Henry Ford is not buried at Mt. Hope, but George Selden is. It was in a little garage on Selden Street, off Gibbs Street, that Selden invented the automobile, only to see his patent stolen by Ford, as the story goes. A subsequent lawsuit brought by Selden was unsuccessful because the court said changed technology meant that Selden’s patent no longer applied, Reisem says.
It is perhaps ironic that more than a few 16-year-olds have learned to drive on Mt. Hope’s 14.5 miles of roadway.
Buffalo Bill, a.k.a. William Cody, the man who invented the wild West show, staged his first shows at what was once a race track on Driving Park Avenue. These early shows–attended by up to 6,000 people–gave Cody the impetus to take the soon-to-be-famous show on the road, and the rest is history.
He moved to Rochester after Professor Henry Ward went to Nebraska for a buffalo hunt where Cody was his guide. Ward sang the praises of the young, bustling city on the lake, and Cody decided it was just his sort of place. Even though Cody is buried in Colorado where he died, all of his children are buried at Mt. Hope.
Most people already know that two of the world’s most important civil-rights leaders are buried in Mt. Hope: Susan B. Anthony and Frederick Douglass. Anthony brought women’s rights to world attention, and Douglass, himself an escaped slave, came to Rochester where he published the North Star, an abolitionist newspaper, named for the Northern guiding beacon that led Southern slaves to freedom.
Another significant contributor to American history whose final home is at Mt.

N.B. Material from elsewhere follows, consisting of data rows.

//! LM Store CLI - shop from the terminal.
//!
//! # Usage
//!
//! ```bash
//! # Log in (password may also come from LM_PASSWORD)
//! lm login -u ada -p 'Secret123'
//!
//! # Browse and buy
//! lm products list
//! lm cart add 3 --quantity 2
//! lm cart set 3 1
//! lm checkout --card '4242 4242 4242 4242' --expiry 12/29 --cvc 123
//! lm orders
//!
//! # Inventory (admin accounts)
//! lm admin dashboard
//! lm admin stock 3 25
//! ```
//!
//! # Exit codes
//!
//! - `0` - success
//! - `1` - command failed
//! - `2` - session expired or missing; run `lm login`

#![cfg_attr(not(test), forbid(unsafe_code))]

use std::ffi::OsString;
use std::path::Path;
use std::process::ExitCode;

use clap::{Parser, Subcommand};
use lm_store_core::{Price, ProductId};
use lm_store_storefront::session::FileSessionStore;
use lm_store_storefront::{ApiError, ClientConfig, StoreClient};
use sentry::integrations::tracing as sentry_tracing;
use tracing_subscriber::{layer::SubscriberExt, util::SubscriberInitExt};

mod commands;

use commands::CommandError;

#[derive(Parser)]
#[command(name = "lm")]
#[command(author, version, about = "LM Store command-line storefront")]
struct Cli {
    #[command(subcommand)]
    command: Commands,
}

#[derive(Subcommand)]
enum Commands {
    /// Log in and remember the session
    Login {
        #[arg(short, long)]
        username: String,

        #[arg(short, long, env = "LM_PASSWORD", hide_env_values = true)]
        password: String,
    },
    /// Create an account
    Register {
        #[arg(short, long)]
        username: String,

        /// At least 8 characters with upper case, lower case and a number
        #[arg(short, long, env = "LM_PASSWORD", hide_env_values = true)]
        password: String,
    },
    /// Forget the stored session
    Logout,
    /// Show who is logged in
    Whoami,
    /// Browse the catalog
    Products {
        #[command(subcommand)]
        action: ProductsAction,
    },
    /// View and change the cart
    Cart {
        #[command(subcommand)]
        action: CartAction,
    },
    /// Pay for the cart (simulated) and place the order
    Checkout {
        /// Card number; spaces are ignored
        #[arg(long)]
        card: String,

        /// Expiry as MM/YY
        #[arg(long)]
        expiry: String,

        #[arg(long)]
        cvc: String,
    },
    /// List past orders
    Orders,
    /// Store inventory and reporting (admin accounts)
    Admin {
        #[command(subcommand)]
        action: AdminAction,
    },
}

#[derive(Subcommand)]
enum ProductsAction {
    /// List active products
    List,
    /// Show one product
    Show { id: ProductId },
}

#[derive(Subcommand)]
enum CartAction {
    /// Show cart lines and subtotal
    Show,
    /// Add a product
    Add {
        id: ProductId,

        #[arg(short, long, default_value_t = 1)]
        quantity: u32,
    },
    /// Remove a product's line
    Remove { id: ProductId },
    /// Set a line to an exact quantity (0 removes it)
    Set { id: ProductId, quantity: u32 },
}

#[derive(Subcommand)]
enum AdminAction {
    /// User count, catalog size and out-of-stock products
    Dashboard,
    /// List registered users
    Users,
    /// Recent orders across all users
    Activity,
    /// Add a product to the catalog
    AddProduct {
        #[arg(short, long)]
        name: String,

        #[arg(short, long, default_value = "")]
        description: String,

        /// Price in dollars, e.g. 19.99
        #[arg(short, long)]
        price: Price,

        #[arg(short, long, default_value = "")]
        image_url: String,

        #[arg(short, long, default_value_t = 0)]
        stock: u32,
    },
    /// Archive a product (restorable)
    Archive { id: ProductId },
    /// Restore an archived product
    Restore { id: ProductId },
    /// Set a product's stock level
    Stock { id: ProductId, stock: u32 },
    /// List archived products
    Archived,
}

/// Initialize Sentry error tracking and return guard that must be kept alive.
fn init_sentry(config: &ClientConfig) -> Option<sentry::ClientInitGuard> {
    let dsn = config.sentry_dsn.as_ref()?;

    let guard = sentry::init((
        dsn.as_str(),
        sentry::ClientOptions {
            release: sentry::release_name!(),
            attach_stacktrace: true,
            ..Default::default()
        },
    ));

    Some(guard)
}

/// Filter tracing events to Sentry event types.
fn sentry_event_filter(metadata: &tracing::Metadata<'_>) -> sentry_tracing::EventFilter {
    match *metadata.level() {
        tracing::Level::ERROR => sentry_tracing::EventFilter::Event,
        tracing::Level::WARN | tracing::Level::INFO => sentry_tracing::EventFilter::Breadcrumb,
        _ => sentry_tracing::EventFilter::Ignore,
    }
}

fn init_tracing() {
    let env_filter = tracing_subscriber::EnvFilter::try_from_default_env()
        .unwrap_or_else(|_| "lm_store_storefront=warn,lm_store_cli=info".into());

    tracing_subscriber::registry()
        .with(env_filter)
        .with(
            tracing_subscriber::fmt::layer()
                .with_target(false)
                .without_time(),
        )
        .with(sentry_tracing::layer().event_filter(sentry_event_filter))
        .init();
}

/// Parse the command line after loading `.env`, so values kept there (such
/// as `LM_PASSWORD`) are visible to clap's `env` fallbacks.
fn parse_cli<I, T>(env_file: Option<&Path>, args: I) -> Result<Cli, clap::Error>
where
    I: IntoIterator<Item = T>,
    T: Into<OsString> + Clone,
{
    // A missing .env file is not an error
    let _ = match env_file {
        Some(path) => dotenvy::from_path(path),
        None => dotenvy::dotenv().map(|_| ()),
    };
    Cli::try_parse_from(args)
}

#[tokio::main]
async fn main() -> ExitCode {
    let cli = parse_cli(None, std::env::args_os()).unwrap_or_else(|e| e.exit());

    // Sentry must be initialized before the tracing subscriber
    let config = ClientConfig::from_env();
    let _sentry_guard = config.as_ref().ok().and_then(init_sentry);
    init_tracing();

    let result = match config {
        Ok(config) => run(cli, config).await,
        Err(e) => Err(CommandError::from(e)),
    };

    match result {
        Ok(()) => ExitCode::SUCCESS,
        Err(CommandError::Api(ApiError::SessionExpired(reauth))) => {
            tracing::warn!("{} Run `lm login` to continue.", reauth.message());
            ExitCode::from(2)
        }
        Err(CommandError::NotLoggedIn) => {
            tracing::warn!("You are not logged in. Run `lm login` first.");
            ExitCode::from(2)
        }
        Err(e) => {
            tracing::error!("Command failed: {e}");
            ExitCode::FAILURE
        }
    }
}

async fn run(cli: Cli, config: ClientConfig) -> Result<(), CommandError> {
    let store = FileSessionStore::new(&config.session_file);
    let client = StoreClient::new(config, store)?;

    match cli.command {
        Commands::Login { username, password } => {
            commands::auth::login(&client, &username, &password).await?;
        }
        Commands::Register { username, password } => {
            commands::auth::register(&client, &username, &password).await?;
        }
        Commands::Logout => commands::auth::logout(&client)?,
        Commands::Whoami => commands::auth::whoami(&client)?,
        Commands::Products { action } => match action {
            ProductsAction::List => commands::catalog::list(&client).await?,
            ProductsAction::Show { id } => commands::catalog::show(&client, id).await?,
        },
        Commands::Cart { action } => match action {
            CartAction::Show => commands::cart::show(&client).await?,
            CartAction::Add { id, quantity } => commands::cart::add(&client, id, quantity).await?,
            CartAction::Remove { id } => commands::cart::remove(&client, id).await?,
            CartAction::Set { id, quantity } => {
                commands::cart::set(&client, id, quantity).await?;
            }
        },
        Commands::Checkout { card, expiry, cvc } => {
            commands::orders::checkout(&client, &card, &expiry, &cvc).await?;
        }
        Commands::Orders => commands::orders::history(&client).await?,
        Commands::Admin { action } => {
            commands::admin::require_admin(&client)?;
            match action {
                AdminAction::Dashboard => commands::admin::dashboard(&client).await?,
                AdminAction::Users => commands::admin::users(&client).await?,
                AdminAction::Activity => commands::admin::activity(&client).await?,
                AdminAction::AddProduct {
                    name,
                    description,
                    price,
                    image_url,
                    stock,
                } => {
                    let product = lm_store_core::NewProduct {
                        name,
                        description,
                        price,
                        image_url,
                        stock,
                    };
                    commands::admin::add_product(&client, &product).await?;
                }
                AdminAction::Archive { id } => commands::admin::archive(&client, id).await?,
                AdminAction::Restore { id } => commands::admin::restore(&client, id).await?,
                AdminAction::Stock { id, stock } => {
                    commands::admin::stock(&client, id, stock).await?;
                }
                AdminAction::Archived => commands::admin::archived(&client).await?,
            }
        }
    }
    Ok(())
}

#[cfg(test)]
#[allow(clippy::unwrap_used)]
mod tests {
    use super::*;

    #[test]
    fn test_password_from_env_file() {
        let path = std::env::temp_dir().join(format!("lm-cli-{}.env", std::process::id()));
        std::fs::write(&path, "LM_PASSWORD=Dotenv123\n").unwrap();

        let cli = parse_cli(Some(&path), ["lm", "register", "-u", "grace"]).unwrap();
        std::fs::remove_file(&path).unwrap();

        let Commands::Register { username, password } = cli.command else {
            panic!("expected register");
        };
        assert_eq!(username, "grace");
        assert_eq!(password, "Dotenv123");
    }

    #[test]
    fn test_price_argument_parses() {
        let cli = parse_cli(
            None,
            ["lm", "admin", "add-product", "-n", "Lamp", "-p", "$24.50", "-s", "3"],
        );
        assert!(cli.is_ok());
    }
}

Hope is Hiram Sibley, nicknamed “the ultimate businessman” by Reisem. Besides the local store that carried his name for years before its demise, Sibley also is the founder of Western Union Telegraph, a company that grew from his dream of seeing coast-to-coast communication to become a reality.

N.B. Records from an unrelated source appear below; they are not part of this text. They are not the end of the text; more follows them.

//! Entry point bundling the session, the gateway and every service.

use std::sync::Arc;

use crate::api::{
    AdminService, AuthService, CartService, CheckoutService, OrderService, ProductService,
};
use crate::config::ClientConfig;
use crate::error::ApiError;
use crate::gateway::Gateway;
use crate::session::{Session, SessionStore};

/// Storefront client.
///
/// This struct is cheaply cloneable via `Arc`; every clone shares one HTTP
/// connection pool and one session, so a login through any clone is seen by
/// all of them.
#[derive(Clone)]
pub struct StoreClient {
    inner: Arc<StoreClientInner>,
}

struct StoreClientInner {
    config: ClientConfig,
    gateway: Gateway,
    auth: AuthService,
    products: ProductService,
    cart: CartService,
    checkout: CheckoutService,
    orders: OrderService,
    admin: AdminService,
}

impl StoreClient {
    /// Create a client whose credential lives in `store`.
    ///
    /// # Arguments
    ///
    /// * `config` - Client configuration
    /// * `store` - Where the session credential is kept
    ///
    /// # Errors
    ///
    /// Returns an error if the HTTP client cannot be built.
    pub fn new(config: ClientConfig, store: impl SessionStore) -> Result<Self, ApiError> {
        Self::with_session(config, Session::new(store))
    }

    /// Create a client acting on an existing session context.
    ///
    /// # Errors
    ///
    /// Returns an error if the HTTP client cannot be built.
    pub fn with_session(config: ClientConfig, session: Session) -> Result<Self, ApiError> {
        let gateway = Gateway::new(&config, session)?;

        Ok(Self {
            inner: Arc::new(StoreClientInner {
                auth: AuthService::new(gateway.clone(), config.login_path.clone()),
                products: ProductService::new(gateway.clone()),
                cart: CartService::new(gateway.clone()),
                checkout: CheckoutService::new(gateway.clone(), config.checkout_delay),
                orders: OrderService::new(gateway.clone()),
                admin: AdminService::new(gateway.clone()),
                gateway,
                config,
            }),
        })
    }

    /// Get a reference to the client configuration.
    #[must_use]
    pub fn config(&self) -> &ClientConfig {
        &self.inner.config
    }

    /// Get a reference to the request gateway.
    #[must_use]
    pub fn gateway(&self) -> &Gateway {
        &self.inner.gateway
    }

    /// Get a reference to the session context.
    #[must_use]
    pub fn session(&self) -> &Session {
        self.inner.gateway.session()
    }

    #[must_use]
    pub fn auth(&self) -> &AuthService {
        &self.inner.auth
    }

    #[must_use]
    pub fn products(&self) -> &ProductService {
        &self.inner.products
    }

    #[must_use]
    pub fn cart(&self) -> &CartService {
        &self.inner.cart
    }

    #[must_use]
    pub fn checkout(&self) -> &CheckoutService {
        &self.inner.checkout
    }

    #[must_use]
    pub fn orders(&self) -> &OrderService {
        &self.inner.orders
    }

    #[must_use]
    pub fn admin(&self) -> &AdminService {
        &self.inner.admin
    }
}

impl std::fmt::Debug for StoreClient {
    fn fmt(&self, f: &mut std::fmt::Formatter<'_>) -> std::fmt::Result {
        f.debug_struct("StoreClient")
            .field("api_base_url", &self.inner.config.api_base_url.as_str())
            .field("authenticated", &self.session().is_authenticated())
            .finish_non_exhaustive()
    }
}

Not satisfied with transcontinental communication, Sibley set his sights on the world. With the idea of running a cable wire through Canada into Alaska, down through Russia, and into Europe, Sibley traveled to Russia where he met with Czar Alexander to discuss his desire. Alexander purportedly took a liking to Sibley, and agreed to host the wire that would see Sibley’s dream come true, Reisem says. But after 1,500 miles were laid across Siberia, the Atlantic cable beat him to the punch.
Sibley’s efforts in plotting the Russian wire line were not in vain. In the course of his travels, he spent a lot of time in Alaska, which he discovered to be rich with natural resources and future possibilities. Capitalizing on his friendship with Alexander, he convinced the czar to sell the land–then owned by Russia–and convinced the United States to purchase it.
A few other business notables buried in Mt. Hope include Frank Gannett, the founder of America’s largest newspaper chain; Louis Henry Morgan, dubbed the father of the science of anthropology for his works on the culture of the Iroquois Indians; Margaret Woodbury Strong, the lady behind one of the most well-known and better-endowed small museums in the nation; and Seth Green, the man who invented the fish hatchery.
So, besides being a final resting place for 350,000 people–with 500 to 600 still interred each year–Mt. Hope Cemetery also serves as a testimony to this area’s unique and prosperous business history.
(Mary Anne Donovan-Wright is a Rochester-area free-lance writer.)